The Schenectady Free Health Clinic has been on borrowed time ever since Eliot Spitzer offended Democratic sensibilities by yanking a discretionary contribution that originated with his predecessor and constituted a good chunk of its annual budget.
That was four years ago, and it’s taken a Herculean effort by a mostly-volunteer staff, and the generosity of a recession-ravaged community, to keep the clinic’s doors open for the 2,500 uninsured county residents who depended on it for medical care and drugs. But the operators have finally run out of hats to pull rabbits from, and the clinic will soon be history. It will be missed, but not so terribly if the community’s remaining health care providers can pick up the slack.
The clinic catered to people who were too poor to pay for their own medical care but not poor enough to qualify for Medicaid.

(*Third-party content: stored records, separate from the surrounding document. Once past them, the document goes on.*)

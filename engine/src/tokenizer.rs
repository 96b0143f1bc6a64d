use crate::config::TokenizerConfig;
use lazy_static::lazy_static;
use regex::Regex;
use rust_stemmers::{Algorithm, Stemmer};
use std::collections::HashSet;
use unicode_normalization::UnicodeNormalization;

lazy_static! {
    static ref SPLIT: Regex = Regex::new(r"\W+").expect("valid regex");
    static ref STEMMER: Stemmer = Stemmer::create(Algorithm::English);
    static ref STOPWORDS: HashSet<&'static str> = {
        let words: &[&str] = &[
            "a","about","above","after","again","against","all","am","an","and","any","are","as","at",
            "be","because","been","before","being","below","between","both","but","by",
            "can","cannot","could","did","do","does","doing","down","during",
            "each","few","for","from","further","had","has","have","having","he","her","here","hers","herself","him","himself","his","how",
            "i","if","in","into","is","it","its","itself","me","more","most","my","myself",
            "no","nor","not","of","off","on","once","only","or","other","ought","our","ours","ourselves","out","over","own",
            "same","she","should","so","some","such","than","that","the","their","theirs","them","themselves","then","there","these","they","this","those","through","to","too",
            "under","until","up","very","was","we","were","what","when","where","which","while","who","whom","why","with","would",
            "you","your","yours","yourself","yourselves"
        ];
        words.iter().copied().collect()
    };
}

/// Splits text on non-word characters and lower-cases what is left.
#[derive(Debug, Clone, Default)]
pub struct Tokenizer {
    config: TokenizerConfig,
}

impl Tokenizer {
    pub fn new(config: TokenizerConfig) -> Self { Self { config } }

    pub fn config(&self) -> &TokenizerConfig { &self.config }

    pub fn tokenize(&self, text: &str) -> Vec<String> {
        let lowered = if self.config.nfkc {
            text.nfkc().collect::<String>().to_lowercase()
        } else {
            text.to_lowercase()
        };
        let mut tokens = Vec::new();
        for word in SPLIT.split(&lowered) {
            if word.is_empty() || word.chars().count() < self.config.min_len { continue; }
            if self.config.stopwords && STOPWORDS.contains(word) { continue; }
            if self.config.stem {
                tokens.push(STEMMER.stem(word).into_owned());
            } else {
                tokens.push(word.to_string());
            }
        }
        tokens
    }
}

/// Tokenize with the default rule: NFKC, lowercase, split on `\W+`.
pub fn tokenize(text: &str) -> Vec<String> { Tokenizer::default().tokenize(text) }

The recent expansion of programs like Child Health Plus and Family Health Plus, relaxed Medicaid eligibility standards and, yes, Obamacare, should make it easier for some of the clinic’s patients to get treated at places like Ellis Medicine and Hometown Health Centers, and because those facilities also maintain hardship programs it seems unlikely that any of the clinic’s patients will get turned away.
But many were dependent on maintenance drugs to deal with their health problems, including mental health ones; without those drugs, their conditions could deteriorate. Many could find themselves out of work, and in need of more-costly emergency care.
The clinic operated, drugs and all, on a budget of just $525,000 a year, and it seems unlikely that any combination of paid-care facilities will be able to do so, for that many people, more cheaply. We just hope the patients aren’t the ones to suffer any consequences.